Personal information
- Full name: Norman Charles Sexton
- Date of birth: 12 February 1903
- Place of birth: Kiewa, Victoria
- Date of death: 20 October 1952 (aged 49)
- Place of death: Terang, Victoria
- Original team(s): Brunswick, Coburg
- Height: 173 cm (5 ft 8 in)
- Weight: 63 kg (139 lb)

Playing career^{1}
- Years: Club / Games (Goals)
- 1924: Carlton / 03 (0)
- 1925–1928: Coburg (VFA) / 51 (4)
- 1931: Footscray / 01 (0)
- ^{1} Playing statistics correct to the end of 1931.

= Norm Sexton =

Australian rules footballer

Norman Charles Sexton (12 February 1903 – 21 October 1952) was an Australian rules footballer who played with Carlton and Footscray in the Victorian Football League (VFL).

==Family==
Born Norman Charles Schroeter, Norm Sexton was the fourth child of John Godfrey Schroeter and Margaret Francis Hopgood. By the time he played football he had adopted the surname Sexton.

==Football==
Sexton started his career with Coburg when they were a junior club and then played the first three rounds with Carlton in 1924 before returning to Coburg.
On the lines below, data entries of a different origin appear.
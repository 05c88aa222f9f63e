//! CPU primitives: interrupt flag, control registers, context switching.
//!
//! `taskcore_switch_context` and `taskcore_restore_context` operate on the
//! [`TaskContext`] layout (offsets in `task::context`). Restoring builds an
//! `iretq` frame from the saved SS/RSP/RFLAGS/CS/RIP, so the same path resumes
//! both tasks that switched away voluntarily and tasks preempted by the timer.

use core::arch::{asm, global_asm};

use x86_64::instructions::interrupts;
use x86_64::registers::control::Cr3;

use crate::task::context::{ContextSwitch, TaskContext};

global_asm!(
    ".global taskcore_switch_context",
    "taskcore_switch_context:",
    // rdi = next, rsi = current
    "    mov [rsi + 0x40], rax",
    "    mov [rsi + 0x48], rbx",
    "    mov [rsi + 0x50], rcx",
    "    mov [rsi + 0x58], rdx",
    "    mov [rsi + 0x60], rdi",
    "    mov [rsi + 0x68], rsi",
    "    lea rax, [rsp + 8]",
    "    mov [rsi + 0x70], rax",
    "    mov [rsi + 0x78], rbp",
    "    mov [rsi + 0x80], r8",
    "    mov [rsi + 0x88], r9",
    "    mov [rsi + 0x90], r10",
    "    mov [rsi + 0x98], r11",
    "    mov [rsi + 0xa0], r12",
    "    mov [rsi + 0xa8], r13",
    "    mov [rsi + 0xb0], r14",
    "    mov [rsi + 0xb8], r15",
    "    mov rax, cr3",
    "    mov [rsi + 0x00], rax",
    "    mov rax, [rsp]",
    "    mov [rsi + 0x08], rax",
    "    pushfq",
    "    pop qword ptr [rsi + 0x10]",
    "    xor eax, eax",
    "    mov ax, cs",
    "    mov [rsi + 0x20], rax",
    "    mov ax, ss",
    "    mov [rsi + 0x28], rax",
    "    mov ax, fs",
    "    mov [rsi + 0x30], rax",
    "    mov ax, gs",
    "    mov [rsi + 0x38], rax",
    "    fxsave64 [rsi + 0xc0]",
    // fall through
    ".global taskcore_restore_context",
    "taskcore_restore_context:",
    // rdi = context to resume
    "    push qword ptr [rdi + 0x28]",
    "    push qword ptr [rdi + 0x70]",
    "    push qword ptr [rdi + 0x10]",
    "    push qword ptr [rdi + 0x20]",
    "    push qword ptr [rdi + 0x08]",
    "    fxrstor64 [rdi + 0xc0]",
    "    mov rax, [rdi + 0x00]",
    "    mov cr3, rax",
    "    mov rax, [rdi + 0x30]",
    "    mov fs, ax",
    "    mov rax, [rdi + 0x38]",
    "    mov gs, ax",
    "    mov rax, [rdi + 0x40]",
    "    mov rbx, [rdi + 0x48]",
    "    mov rcx, [rdi + 0x50]",
    "    mov rdx, [rdi + 0x58]",
    "    mov rsi, [rdi + 0x68]",
    "    mov rbp, [rdi + 0x78]",
    "    mov r8,  [rdi + 0x80]",
    "    mov r9,  [rdi + 0x88]",
    "    mov r10, [rdi + 0x90]",
    "    mov r11, [rdi + 0x98]",
    "    mov r12, [rdi + 0xa0]",
    "    mov r13, [rdi + 0xa8]",
    "    mov r14, [rdi + 0xb0]",
    "    mov r15, [rdi + 0xb8]",
    "    mov rdi, [rdi + 0x60]",
    "    iretq",
    // A task entry function returned: its exit code is in eax and rsp is
    // 16-byte aligned.
    ".global taskcore_task_return",
    "taskcore_task_return:",
    "    mov edi, eax",
    "    call {task_returned}",
    "    ud2",
    task_returned = sym task_returned,
);

extern "C" {
    fn taskcore_switch_context(next: *const TaskContext, current: *mut TaskContext);
    fn taskcore_restore_context(next: *const TaskContext) -> !;
    fn taskcore_task_return();
}

extern "C" fn task_returned(exit_code: i32) -> ! {
    crate::kernel::get().finish(exit_code)
}

/// The physical CPU as a [`ContextSwitch`] implementation.
pub struct Cpu;

/// The one CPU this kernel runs on.
pub static CPU: Cpu = Cpu;

impl ContextSwitch for Cpu {
    unsafe fn switch_context(&self, next: *const TaskContext, current: *mut TaskContext) {
        unsafe { taskcore_switch_context(next, current) }
    }

    unsafe fn restore_context(&self, next: *const TaskContext) -> ! {
        unsafe { taskcore_restore_context(next) }
    }
}

pub fn interrupts_enabled() -> bool {
    interrupts::are_enabled()
}

pub fn enable_interrupts() {
    interrupts::enable();
}

pub fn disable_interrupts() {
    interrupts::disable();
}

/// Raw CR3: PML4 frame address plus PWT/PCD flags.
pub fn current_page_table_root() -> u64 {
    let (frame, flags) = Cr3::read();
    frame.start_address().as_u64() | flags.bits()
}

/// Current (code, stack) segment selectors.
pub fn current_selectors() -> (u64, u64) {
    let cs: u16;
    let ss: u16;
    unsafe {
        asm!(
            "mov {0:x}, cs",
            "mov {1:x}, ss",
            out(reg) cs,
            out(reg) ss,
            options(nomem, nostack, preserves_flags),
        );
    }
    (u64::from(cs), u64::from(ss))
}

pub fn task_return_address() -> u64 {
    taskcore_task_return as usize as u64
}

/// Halt until the next interrupt.
pub fn halt() {
    x86_64::instructions::hlt();
}
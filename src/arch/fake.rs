//! Simulated CPU for hosted builds.
//!
//! The interrupt flag is per thread so concurrently running tests do not
//! observe each other's masks.

use std::cell::Cell;

/// Page-table root reported to new task contexts.
pub const SIMULATED_PAGE_TABLE_ROOT: u64 = 0x0010_0000;

/// (code, stack) selectors reported to new task contexts.
pub const SIMULATED_SELECTORS: (u64, u64) = (0x08, 0x10);

std::thread_local! {
    static INTERRUPT_FLAG: Cell<bool> = const { Cell::new(true) };
}

pub fn interrupts_enabled() -> bool {
    INTERRUPT_FLAG.with(|f| f.get())
}

pub fn enable_interrupts() {
    INTERRUPT_FLAG.with(|f| f.set(true));
}

pub fn disable_interrupts() {
    INTERRUPT_FLAG.with(|f| f.set(false));
}

pub fn current_page_table_root() -> u64 {
    SIMULATED_PAGE_TABLE_ROOT
}

pub fn current_selectors() -> (u64, u64) {
    SIMULATED_SELECTORS
}

extern "C" fn simulated_task_return() -> ! {
    panic!("task entry returned on the simulated CPU");
}

pub fn task_return_address() -> u64 {
    simulated_task_return as usize as u64
}
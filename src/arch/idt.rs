//! Interrupt descriptor table.
//!
//! Handlers are plain assembly entry points installed by address. CPU faults
//! are fatal: the stub reports the vector and faulting RIP and halts.

use core::arch::global_asm;

use lazy_static::lazy_static;
use x86_64::structures::idt::InterruptDescriptorTable;
use x86_64::VirtAddr;

use super::interrupts::{self, InterruptIndex};
use crate::println;

// Each stub passes (vector, frame, has_error_code). With an error code the
// frame starts with it; otherwise it starts at RIP.
global_asm!(
    ".global taskcore_fault_divide",
    "taskcore_fault_divide:",
    "    mov edi, 0",
    "    xor edx, edx",
    "    jmp 2f",
    ".global taskcore_fault_opcode",
    "taskcore_fault_opcode:",
    "    mov edi, 6",
    "    xor edx, edx",
    "    jmp 2f",
    ".global taskcore_fault_double",
    "taskcore_fault_double:",
    "    mov edi, 8",
    "    mov edx, 1",
    "    jmp 2f",
    ".global taskcore_fault_protection",
    "taskcore_fault_protection:",
    "    mov edi, 13",
    "    mov edx, 1",
    "    jmp 2f",
    ".global taskcore_fault_page",
    "taskcore_fault_page:",
    "    mov edi, 14",
    "    mov edx, 1",
    "2:",
    "    mov rsi, rsp",
    "    and rsp, -16",
    "    call {on_fault}",
    "    ud2",
    on_fault = sym fault_on_exception,
);

extern "C" {
    fn taskcore_fault_divide();
    fn taskcore_fault_opcode();
    fn taskcore_fault_double();
    fn taskcore_fault_protection();
    fn taskcore_fault_page();
}

fn addr(f: unsafe extern "C" fn()) -> VirtAddr {
    VirtAddr::new(f as usize as u64)
}

lazy_static! {
    static ref IDT: InterruptDescriptorTable = {
        let mut idt = InterruptDescriptorTable::new();
        unsafe {
            idt.divide_error.set_handler_addr(addr(taskcore_fault_divide));
            idt.invalid_opcode.set_handler_addr(addr(taskcore_fault_opcode));
            idt.double_fault.set_handler_addr(addr(taskcore_fault_double));
            idt.general_protection_fault
                .set_handler_addr(addr(taskcore_fault_protection));
            idt.page_fault.set_handler_addr(addr(taskcore_fault_page));

            idt[InterruptIndex::Timer.as_usize()]
                .set_handler_addr(VirtAddr::new(interrupts::timer_entry_address()));
            idt[InterruptIndex::Keyboard.as_usize()]
                .set_handler_addr(VirtAddr::new(interrupts::keyboard_entry_address()));
        }
        idt
    };
}

pub fn init() {
    IDT.load();
    println!("[OK] IDT loaded");
}

extern "C" fn fault_on_exception(vector: u64, frame: *const u64, has_error_code: u64) -> ! {
    // SAFETY: `frame` points at the CPU-pushed exception frame.
    let (error_code, rip) = unsafe {
        if has_error_code != 0 {
            (Some(*frame), *frame.add(1))
        } else {
            (None, *frame)
        }
    };
    println!("\n!!! CPU EXCEPTION {} at {:#x} (error {:?})", vector, rip, error_code);
    if vector == 14 {
        let cr2 = x86_64::registers::control::Cr2::read();
        println!("    faulting address {:?}", cr2);
    }
    loop {
        x86_64::instructions::interrupts::disable();
        x86_64::instructions::hlt();
    }
}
He played with Coburg until he was forced to miss the second half of the 1928 VFA season with pneumonia.

In 1931 Sexton returned to VFL football, after serving a three-year suspension (commencing in 1928) for failing to gain a clearance from Carlton to Coburg. His ban was lifted by the VFL Permits Committee in July 1931.

Sexton was captain / coach of Eaglehawk Football Club in 1932, in the Bendigo Football League, where they were runners up to Sandhurst in the grand final.

Sexton was captain / coach of the Deniliquin Football Club to a premiership in 1933, their first year in the Echuca Football League.

Sexton coached the Imperials Football Club to the 1934 premiership in the Hay Football Association.

Sexton was captain / coach of Terang Football Club in 1939, in the Hampden Football League.